About two years later, done with his tour of duty in the Air Force, Jim came back to California. I was going to college full-time, and had my own apartment...he got my address from my dad, and just showed up one day. I hadn't seen him in 4 years, and it was a grand reunion -- a decidedly non-mormon one, celebrated with some beers and lots of "screw the cult" talk. He'd gotten a job working as an aircraft mechanic, and I thought he was going to be OK. He stayed for 2 days, we had a great time, and we parted assuring each other we'd keep in touch.
Then he dropped off the map. I called the # he gave me, and it was disconnected. I wrote to the address he gave me, and the letters were returned. Nobody seemed to know where he was. I missed my friend, and worried about him.
Until I got a letter from our third "musketeer." Still a TBM. The letter told me that Jim had been found dead in his apartment. Suicide, overdose of pills. A note had been left, but I wasn't told what was in it. The funeral was 2 days away, and I of course went to it -- his parents weren't there, none of our teen TBM friends were there, only our third musketeer and I, an older brother (not adopted), and a couple of friends from the Air Force. It was small, short, and very sad. He died 30 years ago today.
At the funeral, I got to see the note he left. It made me sad and angry, and now I knew why no mormons had attended the funeral.
In it, he said he'd been molested by two male priesthoold holders as a child, men I had known in our ward (and about whom many felt "there was something not quite right"). He said he'd never reported it out of fear, and because if he was honest, he had liked it at least a little. Because he felt that he liked males anyway, even by age 12, and because he felt so glad that somebody was paying attention to him and wanted him.

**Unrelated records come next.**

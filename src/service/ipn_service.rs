use crate::domain::payment::IpnNotification;
use crate::error::{PaymentError, PaymentResult};
use crate::service::ipn_verifier::IpnVerifier;
use crate::service::status_updater::{ApplyOutcome, StatusUpdater};

const STATUS_MAX_LEN: usize = 50;

#[derive(Clone)]
pub struct IpnService {
    pub verifier: IpnVerifier,
    pub updater: StatusUpdater,
    pub merchant_id: String,
}

impl IpnService {
    /// Verifies `raw_body` against `signature`, then applies the reported status.
    /// Nothing is parsed or written when verification fails.
    pub async fn process(
        &self,
        raw_body: &[u8],
        signature: Option<&str>,
        content_type: Option<&str>,
    ) -> PaymentResult<ApplyOutcome> {
        if !self.verifier.verify(raw_body, signature.unwrap_or("")) {
            tracing::warn!(
                has_signature = signature.is_some(),
                body_len = raw_body.len(),
                "rejected notification with bad signature"
            );
            return Err(PaymentError::Authentication);
        }

        let notification = parse_notification(raw_body, content_type)?;

        if !self.merchant_id.is_empty() {
            if let Some(merchant) = notification.merchant.as_deref() {
                if merchant != self.merchant_id {
                    tracing::warn!(
                        txn_id = %notification.txn_id,
                        "notification names a different merchant"
                    );
                }
            }
        }

        tracing::debug!(
            txn_id = %notification.txn_id,
            status = %notification.status,
            status_text = notification.status_text.as_deref().unwrap_or(""),
            "verified notification"
        );
        self.updater
            .apply(&notification.txn_id, &notification.status)
            .await
    }
}

/// Form-encoded unless the sender declares JSON.
pub fn parse_notification(raw_body: &[u8], content_type: Option<&str>) -> PaymentResult<IpnNotification> {
    let is_json = content_type
        .map(|ct| ct.trim().to_ascii_lowercase().starts_with("application/json"))
        .unwrap_or(false);

    let notification: IpnNotification = if is_json {
        serde_json::from_slice(raw_body)
            .map_err(|e| PaymentError::Validation(format!("malformed notification: {e}")))?
    } else {
        serde_urlencoded::from_bytes(raw_body)
            .map_err(|e| PaymentError::Validation(format!("malformed notification: {e}")))?
    };

    if notification.txn_id.trim().is_empty() {
        return Err(PaymentError::Validation("notification has empty txn_id".to_string()));
    }
    if notification.status.is_empty() || notification.status.chars().count() > STATUS_MAX_LEN {
        return Err(PaymentError::Validation("notification status is invalid".to_string()));
    }
    Ok(notification)
}
use anyhow::{Context, Result};
use clap::Parser;
use std::env;

/// Centralized application configuration.
/// Combines environment variables and CLI arguments.
#[derive(Debug, Clone)]
pub struct AppConfig {
    pub host: String,
    pub port: u16,
    pub database_url: String,
    pub s3: S3Config,
}

/// Connection settings for the external object store.
#[derive(Debug, Clone)]
pub struct S3Config {
    pub bucket: String,
    pub region: String,
    /// Custom endpoint for S3-compatible stores; AWS when unset.
    pub endpoint: Option<String>,
    pub access_key: String,
    pub secret_key: String,
}

/// Command-line + environment configuration.
#[derive(Parser, Debug)]
#[command(author, version, about = "Encrypted file vault API")]
pub struct Args {
    /// Host to bind to (overrides VAULT_HOST)
    #[arg(long)]
    pub host: Option<String>,

    /// Port to bind to (overrides VAULT_PORT)
    #[arg(long)]
    pub port: Option<u16>,

    /// Database URL (overrides VAULT_DATABASE_URL)
    #[arg(long)]
    pub database_url: Option<String>,

    /// Run migrations and exit
    #[arg(long)]
    pub migrate: bool,
}

impl AppConfig {
    /// Parse environment variables + CLI args into AppConfig and migrate flag.
    pub fn from_env_and_args() -> Result<(Self, bool)> {
        let args = Args::parse();

        let env_host = env::var("VAULT_HOST").unwrap_or_else(|_| "0.0.0.0".into());
        let env_port = match env::var("VAULT_PORT") {
            Ok(value) => value
                .parse::<u16>()
                .with_context(|| format!("parsing VAULT_PORT value `{}`", value))?,
            Err(env::VarError::NotPresent) => 3000,
            Err(err) => return Err(err).context("reading VAULT_PORT"),
        };
        let env_db = env::var("VAULT_DATABASE_URL")
            .unwrap_or_else(|_| "sqlite://./data/file_vault.db".into());

        let s3 = S3Config {
            bucket: env::var("AWS_BUCKET_NAME").unwrap_or_default(),
            region: env::var("AWS_REGION").unwrap_or_else(|_| "us-east-1".into()),
            endpoint: env::var("AWS_ENDPOINT").ok().filter(|v| !v.is_empty()),
            access_key: env::var("AWS_ACCESS").unwrap_or_default(),
            secret_key: env::var("AWS_SECRET").unwrap_or_default(),
        };

        let cfg = Self {
            host: args.host.unwrap_or(env_host),
            port: args.port.unwrap_or(env_port),
            database_url: args.database_url.unwrap_or(env_db),
            s3,
        };

        Ok((cfg, args.migrate))
    }

    pub fn addr(&self) -> String {
        format!("{}:{}", self.host, self.port)
    }
}
//! The deletion consumer and its per-entity handlers.
//!
//! Exactly one consumer drains the queue, so handler execution is
//! serialized: two tasks touching overlapping folder subtrees can never
//! race. Each handler runs its own metadata transaction, treats an absent
//! target as already-cleaned, and swallows its failures; a bad task must
//! never stop the loop, and the scanner re-enqueues anything still
//! discoverable.
//!
//! Object-store mutations deliberately run after the metadata commit:
//! metadata is authoritative, and a failed store call costs at worst an
//! orphaned object, never stale metadata.

use std::sync::Arc;

use sqlx::{QueryBuilder, SqlitePool, sqlite::Sqlite};
use tokio::sync::watch;
use uuid::Uuid;

use crate::models::file::{File, FileStatus};
use crate::services::folders_service::collect_folder_tree;
use crate::storage::ObjectStore;
use crate::workers::task_queue::{DeletionTask, TaskKind, TaskReceiver};

pub struct DeletionWorker {
    pool: SqlitePool,
    store: Arc<dyn ObjectStore>,
}

impl DeletionWorker {
    pub fn new(pool: SqlitePool, store: Arc<dyn ObjectStore>) -> Self {
        Self { pool, store }
    }

    pub async fn run(self, mut rx: TaskReceiver, mut shutdown: watch::Receiver<bool>) {
        loop {
            tokio::select! {
                _ = shutdown.changed() => break,
                task = rx.recv() => match task {
                    Some(task) => self.handle(task).await,
                    None => break,
                },
            }
        }
        tracing::info!("deletion worker stopped");
    }

    /// Dispatch one task; failures are logged, never propagated.
    pub async fn handle(&self, task: DeletionTask) {
        let result = match task.kind {
            TaskKind::File => self.handle_file(task.target_id).await,
            TaskKind::Folder => self.handle_folder(task.target_id).await,
            TaskKind::User => self.handle_user(task.target_id).await,
        };

        if let Err(err) = result {
            tracing::error!(
                target_id = %task.target_id,
                kind = ?task.kind,
                "deletion task failed: {err}"
            );
        }
    }

    /// Remove a file row, then clean up its object: abort the multipart
    /// session if the upload never finished, delete the object otherwise.
    async fn handle_file(&self, file_id: Uuid) -> sqlx::Result<()> {
        let mut tx = self.pool.begin().await?;

        let file: Option<File> = sqlx::query_as(
            "SELECT id, name, encrypted_key, key_encrypted_by_root, storage_key, upload_id,
                    status, content_type, size, parent_folder_id, owner_id, created_at
             FROM files WHERE id = ?",
        )
        .bind(file_id)
        .fetch_optional(&mut *tx)
        .await?;

        let Some(file) = file else {
            tracing::debug!(%file_id, "file already cleaned");
            return Ok(());
        };

        sqlx::query("DELETE FROM files WHERE id = ?")
            .bind(file_id)
            .execute(&mut *tx)
            .await?;
        tx.commit().await?;

        let cleanup = if file.status == FileStatus::Pending {
            self.store
                .abort_multipart(&file.storage_key, &file.upload_id)
                .await
        } else {
            self.store.delete_object(&file.storage_key).await
        };
        if let Err(err) = cleanup {
            // orphaned object; operational reconciliation is out of band
            tracing::warn!(key = %file.storage_key, "object cleanup failed: {err}");
        }

        tracing::info!(%file_id, "file deletion finished");
        Ok(())
    }

    /// Soft-mark every file in the folder's subtree, then remove the
    /// target row (the foreign key cascade takes the descendant folder
    /// rows with it). The marked files are picked up file-by-file in later
    /// sweeps, keeping any single transaction bounded. The ledger was
    /// already settled by the owner-facing delete; no accounting here.
    async fn handle_folder(&self, folder_id: Uuid) -> sqlx::Result<()> {
        let mut tx = self.pool.begin().await?;

        let subtree = collect_folder_tree(&mut *tx, folder_id, false).await?;

        let mut builder = QueryBuilder::<Sqlite>::new("UPDATE files SET status = ");
        builder.push_bind(FileStatus::Deleted);
        builder.push(" WHERE parent_folder_id IN (");
        let mut separated = builder.separated(", ");
        for id in &subtree {
            separated.push_bind(*id);
        }
        builder.push(")");
        builder.build().execute(&mut *tx).await?;

        sqlx::query("DELETE FROM folders WHERE id = ?")
            .bind(folder_id)
            .execute(&mut *tx)
            .await?;

        tx.commit().await?;

        tracing::info!(%folder_id, "folder deletion finished");
        Ok(())
    }

    /// Soft-mark the user's files (not cascaded, so object cleanup must
    /// remain possible once the owner row is gone), then remove the user
    /// row; folders, shared links and ledger rows go with it by cascade.
    async fn handle_user(&self, user_id: Uuid) -> sqlx::Result<()> {
        let mut tx = self.pool.begin().await?;

        sqlx::query("UPDATE files SET status = ? WHERE owner_id = ?")
            .bind(FileStatus::Deleted)
            .bind(user_id)
            .execute(&mut *tx)
            .await?;

        sqlx::query("DELETE FROM users WHERE id = ?")
            .bind(user_id)
            .execute(&mut *tx)
            .await?;

        tx.commit().await?;

        tracing::info!(%user_id, "user deletion finished");
        Ok(())
    }
}

#[cfg(test)]
mod tests {
    use super::*;
    use crate::services::{folders_service::FoldersService, usage_service};
    use crate::storage::memory::MemoryStore;
    use crate::test_support::{
        backdate_file, drain_queue, seed_completed_file, seed_folder, seed_pending_file,
        seed_user, test_pool, test_queue,
    };
    use crate::workers::cleanup_worker::CleanupWorker;

    const MIB: i64 = 1024 * 1024;

    fn worker(pool: &SqlitePool, store: &Arc<MemoryStore>) -> DeletionWorker {
        DeletionWorker::new(pool.clone(), store.clone() as Arc<dyn ObjectStore>)
    }

    async fn file_exists(pool: &SqlitePool, id: Uuid) -> bool {
        sqlx::query_as::<_, (Uuid,)>("SELECT id FROM files WHERE id = ?")
            .bind(id)
            .fetch_optional(pool)
            .await
            .unwrap()
            .is_some()
    }

    #[tokio::test]
    async fn file_handler_is_a_noop_on_absent_rows() {
        let pool = test_pool().await;
        let store = Arc::new(MemoryStore::new());
        let worker = worker(&pool, &store);

        let ghost = DeletionTask::new(Uuid::new_v4(), TaskKind::File);
        worker.handle(ghost).await;
        worker.handle(ghost).await;

        assert!(store.aborted.lock().unwrap().is_empty());
        assert!(store.deleted.lock().unwrap().is_empty());
    }

    #[tokio::test]
    async fn file_handler_aborts_pending_and_deletes_completed() {
        let pool = test_pool().await;
        let store = Arc::new(MemoryStore::new());
        let worker = worker(&pool, &store);
        let owner = seed_user(&pool, true).await;

        let pending = seed_pending_file(&pool, owner, None, "image/png", MIB).await;
        worker.handle(DeletionTask::new(pending, TaskKind::File)).await;
        assert!(!file_exists(&pool, pending).await);
        assert_eq!(store.aborted.lock().unwrap().len(), 1);

        let completed = seed_completed_file(&pool, owner, None, "image/png", MIB).await;
        worker.handle(DeletionTask::new(completed, TaskKind::File)).await;
        assert!(!file_exists(&pool, completed).await);
        assert_eq!(store.deleted.lock().unwrap().len(), 1);
    }

    #[tokio::test]
    async fn folder_handler_marks_subtree_files_and_cascades_rows() {
        let pool = test_pool().await;
        let store = Arc::new(MemoryStore::new());
        let worker = worker(&pool, &store);
        let owner = seed_user(&pool, true).await;

        let root = seed_folder(&pool, owner, None).await;
        let sub = seed_folder(&pool, owner, Some(root)).await;
        let in_root = seed_completed_file(&pool, owner, Some(root), "image/png", MIB).await;
        let in_sub = seed_completed_file(&pool, owner, Some(sub), "video/mp4", MIB).await;
        let elsewhere = seed_completed_file(&pool, owner, None, "image/png", MIB).await;

        worker.handle(DeletionTask::new(root, TaskKind::Folder)).await;

        let folders: Vec<(Uuid,)> = sqlx::query_as("SELECT id FROM folders")
            .fetch_all(&pool)
            .await
            .unwrap();
        assert!(folders.is_empty());

        for id in [in_root, in_sub] {
            let (status,): (FileStatus,) =
                sqlx::query_as("SELECT status FROM files WHERE id = ?")
                    .bind(id)
                    .fetch_one(&pool)
                    .await
                    .unwrap();
            assert_eq!(status, FileStatus::Deleted);
        }
        let (status,): (FileStatus,) =
            sqlx::query_as("SELECT status FROM files WHERE id = ?")
                .bind(elsewhere)
                .fetch_one(&pool)
                .await
                .unwrap();
        assert_eq!(status, FileStatus::Completed);

        // physical cleanup stays deferred to the file sweeps
        assert!(store.deleted.lock().unwrap().is_empty());
    }

    #[tokio::test]
    async fn user_handler_marks_files_and_cascades_satellites() {
        let pool = test_pool().await;
        let store = Arc::new(MemoryStore::new());
        let worker = worker(&pool, &store);
        let owner = seed_user(&pool, true).await;

        let folder = seed_folder(&pool, owner, None).await;
        let file = seed_completed_file(&pool, owner, Some(folder), "image/png", MIB).await;

        worker.handle(DeletionTask::new(owner, TaskKind::User)).await;

        let users: Vec<(Uuid,)> = sqlx::query_as("SELECT id FROM users WHERE id = ?")
            .bind(owner)
            .fetch_all(&pool)
            .await
            .unwrap();
        assert!(users.is_empty());

        let folders: Vec<(Uuid,)> = sqlx::query_as("SELECT id FROM folders")
            .fetch_all(&pool)
            .await
            .unwrap();
        assert!(folders.is_empty());

        assert!(usage_service::summary(&pool, owner).await.unwrap().is_empty());

        // the file row survives with owner and parent cleared, still
        // reachable by the file sweep for object cleanup
        let (status, owner_id, parent): (FileStatus, Option<Uuid>, Option<Uuid>) =
            sqlx::query_as(
                "SELECT status, owner_id, parent_folder_id FROM files WHERE id = ?",
            )
            .bind(file)
            .fetch_one(&pool)
            .await
            .unwrap();
        assert_eq!(status, FileStatus::Deleted);
        assert_eq!(owner_id, None);
        assert_eq!(parent, None);
    }

    /// Owner deletes a folder holding a completed 10 MiB file: the ledger
    /// settles immediately, the handler soft-deletes the file and removes
    /// the folder, and the next sweep finishes the file off.
    #[tokio::test]
    async fn folder_delete_settles_end_to_end() {
        let pool = test_pool().await;
        let store = Arc::new(MemoryStore::new());
        let (queue, mut rx) = test_queue();
        let folders = FoldersService::new(pool.clone(), queue.clone());
        let scanner = CleanupWorker::new(pool.clone(), queue.clone());
        let worker = worker(&pool, &store);
        let owner = seed_user(&pool, true).await;

        let folder = seed_folder(&pool, owner, None).await;
        let file = seed_completed_file(&pool, owner, Some(folder), "image/png", 10 * MIB).await;

        folders.delete_folder(owner, folder).await.unwrap();
        let totals = usage_service::summary(&pool, owner).await.unwrap();
        assert_eq!(
            totals.get(&crate::models::file::ContentCategory::Image),
            Some(&0)
        );

        for task in drain_queue(&mut rx) {
            worker.handle(task).await;
        }

        let folders_left: Vec<(Uuid,)> = sqlx::query_as("SELECT id FROM folders")
            .fetch_all(&pool)
            .await
            .unwrap();
        assert!(folders_left.is_empty());

        // the file is now soft-deleted; the sweep rediscovers it
        scanner.sweep_once().await.unwrap();
        for task in drain_queue(&mut rx) {
            worker.handle(task).await;
        }

        assert!(!file_exists(&pool, file).await);
        assert_eq!(store.deleted.lock().unwrap().len(), 1);
    }

    /// An upload initiated and never completed is reclaimed once it falls
    /// past the staleness window: the session is aborted and the row goes.
    #[tokio::test]
    async fn stale_upload_is_reclaimed_by_the_sweep() {
        let pool = test_pool().await;
        let store = Arc::new(MemoryStore::new());
        let (queue, mut rx) = test_queue();
        let scanner = CleanupWorker::new(pool.clone(), queue.clone());
        let worker = worker(&pool, &store);
        let owner = seed_user(&pool, true).await;

        let stale = seed_pending_file(&pool, owner, None, "image/png", MIB).await;
        backdate_file(&pool, stale, 4).await;

        scanner.sweep_once().await.unwrap();
        for task in drain_queue(&mut rx) {
            worker.handle(task).await;
        }

        assert!(!file_exists(&pool, stale).await);
        assert_eq!(store.aborted.lock().unwrap().len(), 1);
        assert!(store.deleted.lock().unwrap().is_empty());
    }
}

He said he couldn't stand the hypocrisy in the church, condemning sex and gays, while priesthood leaders were taking advantage of young men in the church. He couldn't get over his parents disowning him because he didn't believe in the church, didn't go on a mission, and was gay. he couldn't get over all the people who claimed to be his friends ditching him when he didn't "conform." He felt he couldn't live as himself (this was 1985, remember, and being "out" was still social suicide for the most part, even outside of mormonism), and he couldn't live as something he wasn't...so he felt he couldn't live.
The last thing in the note:
"<ificouldhietokolob> is the only person who ever cared about me for me. I love him like a brother, and will miss him. I won't miss anyone else."
I miss my friend. I can't stand the mormon culture that he never could fit into, and which hated him for being himself. And I'm so glad he had at least one person in his life who didn't care if he was mormon, didn't care if he was gay, didn't care if he didn't "fit in" -- but who just cared about him...and I'm glad that was me.